The inference from our numerical results that river sediment inputs are negligible has to be interpreted carefully as we have focused on one channel near the mouth of the estuary for a time-limited period under moderate river discharge. More impact of sediment river input is possible or likely (i) further upstream in the estuary and (ii) under stronger river discharges. The limited period of time also means that we cannot assess whether river sediment input can generate spatial gradients in either the bed characteristics or suspended concentration over the long term. This would require numerical simulations to be undertaken over at least yearly timescales and may provide another significant mechanism towards setting up an important advective transport of sediment.

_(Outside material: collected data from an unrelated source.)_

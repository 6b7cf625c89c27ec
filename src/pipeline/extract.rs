//! Archive extraction via the unpack subprocess.
//!
//! The tool receives its arguments as a vector — the archive path and the
//! destination never pass through a shell, so filenames with
//! metacharacters cannot change the command. A failed or timed-out run
//! removes the destination tree before returning: a corrupt archive must
//! leave the workspace absent or empty, never partially populated where a
//! later stage could mistake leftovers for real input.

use crate::config::ConversionConfig;
use crate::error::ConvertError;
use crate::pipeline::tail;
use std::path::Path;
use std::time::Duration;
use tokio::process::Command;
use tracing::{debug, info};

/// Unpack `archive` into `dest`, creating `dest` if absent.
pub async fn extract(
    archive: &Path,
    dest: &Path,
    config: &ConversionConfig,
) -> Result<(), ConvertError> {
    tokio::fs::create_dir_all(dest)
        .await
        .map_err(|e| ConvertError::io("create extraction dir", dest, e))?;

    debug!(
        "Running {} -o {} -d {}",
        config.unzip_program,
        archive.display(),
        dest.display()
    );

    let run = Command::new(&config.unzip_program)
        .arg("-o")
        .arg(archive)
        .arg("-d")
        .arg(dest)
        .kill_on_drop(true)
        .output();

    let output = match tokio::time::timeout(Duration::from_secs(config.extract_timeout_secs), run)
        .await
    {
        Err(_elapsed) => {
            remove_partial(dest).await;
            return Err(ConvertError::ExtractionTimedOut {
                archive: archive.to_path_buf(),
                secs: config.extract_timeout_secs,
            });
        }
        Ok(Err(e)) => {
            remove_partial(dest).await;
            return Err(ConvertError::Extraction {
                archive: archive.to_path_buf(),
                detail: format!("failed to run '{}': {}", config.unzip_program, e),
            });
        }
        Ok(Ok(output)) => output,
    };

    let stderr = String::from_utf8_lossy(&output.stderr);
    if !output.status.success() {
        remove_partial(dest).await;
        let code = output.status.code().unwrap_or(-1);
        let detail = if stderr.trim().is_empty() {
            format!("unpack tool exited with status {code}")
        } else {
            format!(
                "unpack tool exited with status {code}: {}",
                tail(stderr.trim(), config.diagnostics_tail_bytes)
            )
        };
        return Err(ConvertError::Extraction {
            archive: archive.to_path_buf(),
            detail,
        });
    }

    // unzip lists extracted entries on stdout; useful at debug level only.
    let stdout = String::from_utf8_lossy(&output.stdout);
    if !stdout.trim().is_empty() {
        debug!("unpack stdout: {}", stdout.trim());
    }
    if !stderr.trim().is_empty() {
        debug!("unpack stderr: {}", stderr.trim());
    }

    info!("Extracted {} into {}", archive.display(), dest.display());
    Ok(())
}

/// Remove whatever a failed extraction left behind, best-effort.
async fn remove_partial(dest: &Path) {
    if let Err(e) = tokio::fs::remove_dir_all(dest).await {
        if e.kind() != std::io::ErrorKind::NotFound {
            tracing::warn!(
                "Failed to remove partial extraction at {}: {}",
                dest.display(),
                e
            );
        }
    }
}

It has to be noted that the model-observation comparisons presented are mostly informative in a qualitative manner. Even though the three-dimensional baroclinic process-based model does provide a deterministic solution, several assumptions and input conditions remain somewhat conceptual in nature. This is especially true of the initial bed composition and sediment parameters for the multiclass simulations. The overall results should therefore not be considered as fully quantitative, but more qualitative and conceptual. Significant additional work would be necessary towards better quantitative assessments. For example, the model’s sensitivity to the specification of the multiclass setup (both initial bed condition and sediment parameters) would need to be investigated further.

In spite of these limitations, this study highlights the important processes that control suspended sediment concentration in the Dee and does provide valuable insight on some modelling requirements. While high-quality input data should be considered as an obvious generic requirement, the present numerical results suggest a few more detailed inferences. They confirm that knowledge of the spatial distribution of different sediment classes, each determined by settling velocity and erosion parameters (E 0 and τ c e here), is very important towards accurately reproducing sediment dynamics in the Dee Estuary. However, the present work does not, and does not intend to, fully address how such spatial information can best be prescribed. Initial spatially varying bed composition may be derived from existing data (see Nitsche et al. (2007) for an example of extensive benthic mapping data), self-generated by the model (e.g. van der Wegen et al. 2011) or a combination of both (e.g. Ralston et al. 2012). Such approaches would probably result in more complex sediment distribution patterns than the ones used in this study. The reasonable results achieved here are an indication that our simple approach is sufficient to resolve the principal processes controlling sediment dynamics in the Dee Estuary during the studied period, along-estuary gradients.